Deleted Scene: The Fifth Year Prom

“Ambulance service, is the patient breathing?”

“It’s my mama.”

“Is she breathing, darling?”

“I don’t know…”

“Where is she?”

“On the bed. She’s not moving.”

“Darling, are you still there?”

“There’s so much blood.”

“Sweetheart?”

“Come quick.”

When the ambulance crew arrived, they found her standing over her mother on the bed, skin like ash and pyjama bottoms sodden with blood. Looking around, they hadn’t witnessed a scene like this in their entire careers.

*

Erika listened as the embers crackled. Roach between her lips, smoke coursing across her tongue, her eyes stayed trained upon her reflection. Viewing her snow-white skin in the stained mirror, she sucked on the joint as her memories blurred and softened at the edges. Gripping the damp basin of the sink, she leaned her forehead against the cold surface of the mirror, easing some of the heat in her face. Sweat curled in the hair around her ears. With a shaky hand, she wiped her moist neck and brushed it down the front of her dress.

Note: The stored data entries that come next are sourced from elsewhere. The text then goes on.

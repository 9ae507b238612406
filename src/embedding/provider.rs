use super::error::EmbeddingError;

/// Text → fixed-length vector.
///
/// Implementations must be deterministic for a given input and safe to call from many threads
/// at once; the scorer and both policies only ever see this trait.
pub trait Embedder: Send + Sync {
    /// Embeds one text. Empty input is allowed and is model-defined.
    fn embed(&self, text: &str) -> Result<Vec<f32>, EmbeddingError>;

    /// Length of every vector returned by [`embed`](Embedder::embed).
    fn embedding_dim(&self) -> usize;

    /// `true` when vectors come from the hashed stub rather than a real model.
    fn is_stub(&self) -> bool {
        false
    }
}

impl<E: Embedder + ?Sized> Embedder for std::sync::Arc<E> {
    fn embed(&self, text: &str) -> Result<Vec<f32>, EmbeddingError> {
        (**self).embed(text)
    }

    fn embedding_dim(&self) -> usize {
        (**self).embedding_dim()
    }

    fn is_stub(&self) -> bool {
        (**self).is_stub()
    }
}
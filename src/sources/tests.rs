use std::collections::HashMap;
use std::time::Duration;

use axum::{Json, Router, extract::Query, http::StatusCode, routing::get};
use tokio::net::TcpListener;

use super::*;

const FIXTURE: &str = r#"{
    "page": 1,
    "results": [
        {"id": 155, "title": "The Dark Knight", "overview": "Batman raises the stakes in his war on crime.", "release_date": "2008-07-16", "popularity": 80.1},
        {"id": 272, "title": "Batman Begins", "overview": null},
        {"id": 364, "title": "Batman Returns"},
        {"id": "tt0096895", "title": "Batman", "overview": "The Joker terrorizes Gotham."},
        {"id": 414906, "title": null, "overview": "Batman ventures into Gotham's underworld."}
    ],
    "total_results": 5
}"#;

async fn spawn_fixture_server() -> String {
    async fn search(
        Query(params): Query<HashMap<String, String>>,
    ) -> Result<Json<serde_json::Value>, StatusCode> {
        if params.get("api_key").map(String::as_str) != Some("test-key") {
            return Err(StatusCode::UNAUTHORIZED);
        }
        if params.get("query").map(String::as_str) == Some("empty") {
            return Ok(Json(serde_json::json!({ "page": 1 })));
        }
        serde_json::from_str(FIXTURE)
            .map(Json)
            .map_err(|_| StatusCode::INTERNAL_SERVER_ERROR)
    }

    let app = Router::new().route("/3/search/movie", get(search));
    let listener = TcpListener::bind("127.0.0.1:0").await.unwrap();
    let addr = listener.local_addr().unwrap();
    tokio::spawn(async move {
        axum::serve(listener, app).await.unwrap();
    });
    format!("http://{addr}/3")
}

fn client_for(base_url: &str, key: &str) -> TmdbClient {
    TmdbClient::new(
        TmdbConfig::new(key)
            .with_base_url(base_url)
            .with_timeout(Duration::from_secs(2)),
    )
    .unwrap()
}

mod overview_tests {
    use super::*;

    #[test]
    fn test_overview_is_comparable_text() {
        let movie = MovieOverview::new(1, "Heat", "A thief and a detective collide.");
        assert_eq!(movie.comparable_text(), Some("A thief and a detective collide."));

        let missing = MovieOverview {
            overview: None,
            ..movie
        };
        assert_eq!(missing.comparable_text(), None);
    }

    #[test]
    fn test_overview_tolerates_missing_and_null_fields() {
        let sparse: MovieOverview = serde_json::from_str(r#"{"id": 364}"#).unwrap();
        assert_eq!(sparse.id, 364);
        assert!(sparse.title.is_none());
        assert!(sparse.overview.is_none());

        let nulls: MovieOverview =
            serde_json::from_str(r#"{"title": null, "overview": null, "release_date": null}"#)
                .unwrap();
        assert_eq!(nulls.id, 0);
        assert!(nulls.title.is_none());

        let dated: MovieOverview = serde_json::from_str(
            r#"{"id": 155, "title": "The Dark Knight", "release_date": "2008-07-16", "popularity": 80.1}"#,
        )
        .unwrap();
        assert_eq!(dated.release_date.as_deref(), Some("2008-07-16"));
    }
}

mod tmdb_tests {
    use super::*;

    #[test]
    fn test_requires_api_key() {
        let result = TmdbClient::new(TmdbConfig::default());
        assert!(matches!(result, Err(SourceError::MissingApiKey)));
    }

    #[test]
    fn test_search_url_joins_base() {
        let client = client_for("https://api.themoviedb.org/3/", "k");
        assert_eq!(
            client.search_url().as_str(),
            "https://api.themoviedb.org/3/search/movie"
        );
    }

    #[test]
    fn test_rejects_bad_base_url() {
        let result = TmdbClient::new(TmdbConfig::new("k").with_base_url("not a url"));
        assert!(matches!(result, Err(SourceError::InvalidBaseUrl { .. })));

        let result = TmdbClient::new(TmdbConfig::new("k").with_base_url("ftp://example.com"));
        assert!(matches!(result, Err(SourceError::InvalidBaseUrl { .. })));
    }

    #[test]
    fn test_debug_redacts_api_key() {
        let config = TmdbConfig::new("super-secret");
        let printed = format!("{config:?}");
        assert!(!printed.contains("super-secret"));
        assert!(printed.contains("<redacted>"));

        let client = TmdbClient::new(config).unwrap();
        assert!(!format!("{client:?}").contains("super-secret"));
    }

    #[tokio::test]
    async fn test_search_parses_results() {
        let base = spawn_fixture_server().await;
        let client = client_for(&base, "test-key");

        let results = client.search_overviews("Batman").await;

        assert_eq!(results.len(), 4);
        assert_eq!(results[0].id, 155);
        assert_eq!(results[0].title.as_deref(), Some("The Dark Knight"));
        assert!(results[1].overview.is_none());
    }

    #[tokio::test]
    async fn test_malformed_hit_is_skipped_not_fatal() {
        let base = spawn_fixture_server().await;
        let client = client_for(&base, "test-key");

        let results = client.try_search("Batman").await.unwrap();

        assert!(results.iter().all(|m| m.title.as_deref() != Some("Batman")));
        let untitled = results.last().unwrap();
        assert_eq!(untitled.id, 414906);
        assert!(untitled.title.is_none());
        assert_eq!(
            untitled.comparable_text(),
            Some("Batman ventures into Gotham's underworld.")
        );
    }

    #[tokio::test]
    async fn test_missing_results_field_is_empty() {
        let base = spawn_fixture_server().await;
        let client = client_for(&base, "test-key");

        assert!(client.try_search("empty").await.unwrap().is_empty());
    }

    #[tokio::test]
    async fn test_error_status_yields_empty_list() {
        let base = spawn_fixture_server().await;
        let client = client_for(&base, "wrong-key");

        let err = client.try_search("Batman").await.unwrap_err();
        assert!(matches!(err, SourceError::UnexpectedStatus { status: 401, .. }));

        assert!(client.search_overviews("Batman").await.is_empty());
    }

    #[tokio::test]
    async fn test_unreachable_host_yields_empty_list() {
        let listener = std::net::TcpListener::bind("127.0.0.1:0").unwrap();
        let addr = listener.local_addr().unwrap();
        drop(listener);

        let client = client_for(&format!("http://{addr}/3"), "test-key");
        assert!(client.search_overviews("Batman").await.is_empty());
    }
}

mod configured_source_tests {
    use super::*;

    #[tokio::test]
    async fn test_without_key_uses_noop() {
        let source = ConfiguredSource::from_config(TmdbConfig::default()).unwrap();

        assert!(matches!(source, ConfiguredSource::Noop(_)));
        assert_eq!(source.source_name(), "none");
        assert!(source.search_overviews("Anything").await.is_empty());
    }

    #[test]
    fn test_with_key_uses_tmdb() {
        let source = ConfiguredSource::from_config(TmdbConfig::new("k")).unwrap();
        assert!(matches!(source, ConfiguredSource::Tmdb(_)));
        assert_eq!(source.source_name(), "tmdb");
    }
}

mod mock_tests {
    use super::*;

    #[tokio::test]
    async fn test_mock_returns_by_query_and_records_calls() {
        let heat = MovieOverview::new(949, "Heat", "A thief and a detective collide.");
        let source = MockOverviewSource::new()
            .with_results("Heat", vec![heat.clone()])
            .with_default(Vec::new());

        assert_eq!(source.search_overviews("Heat").await, vec![heat]);
        assert!(source.search_overviews("Other").await.is_empty());
        assert_eq!(source.calls(), 2);
        assert_eq!(source.queries(), vec!["Heat".to_string(), "Other".to_string()]);
    }

    #[tokio::test]
    async fn test_mock_clones_share_state() {
        let source = MockOverviewSource::new();
        let clone = source.clone();

        clone.search_overviews("x").await;
        assert_eq!(source.calls(), 1);
    }
}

It wasn’t the type of clothing she would normally wear but tonight was her Fifth Year prom. There wasn’t a girl at this After Party who wasn’t wearing a splendid floor-length gown. Erika would have felt like the odd one out if she’d come in jeans and a T-shirt. Then again, she was familiar with feeling like a misfit at the prestigious mixed boarding school. Even with a team of friends and an attractive boyfriend, she could never truly be one of them. Not even a scholarship could change that fact.

At the sound of the toilet door opening, Erika straightened, feigning checking her makeup for whatever group of girls had entered. She’d been about to leave and return to the suffocating party, where the vibrations of the music rocked her very core, when she caught sight of the new arrival in the stained mirror.

“Alright, biatch.” Her best friend stumbled toward her, lipstick smeared across her usually flawlessly made-up face, which was as dishevelled as her golden hair and blood-red dress. Slamming her clutch bag down on the basin, Anna gave her an intoxicated grin. “Where’d you disappear to? They just started the Macarena.”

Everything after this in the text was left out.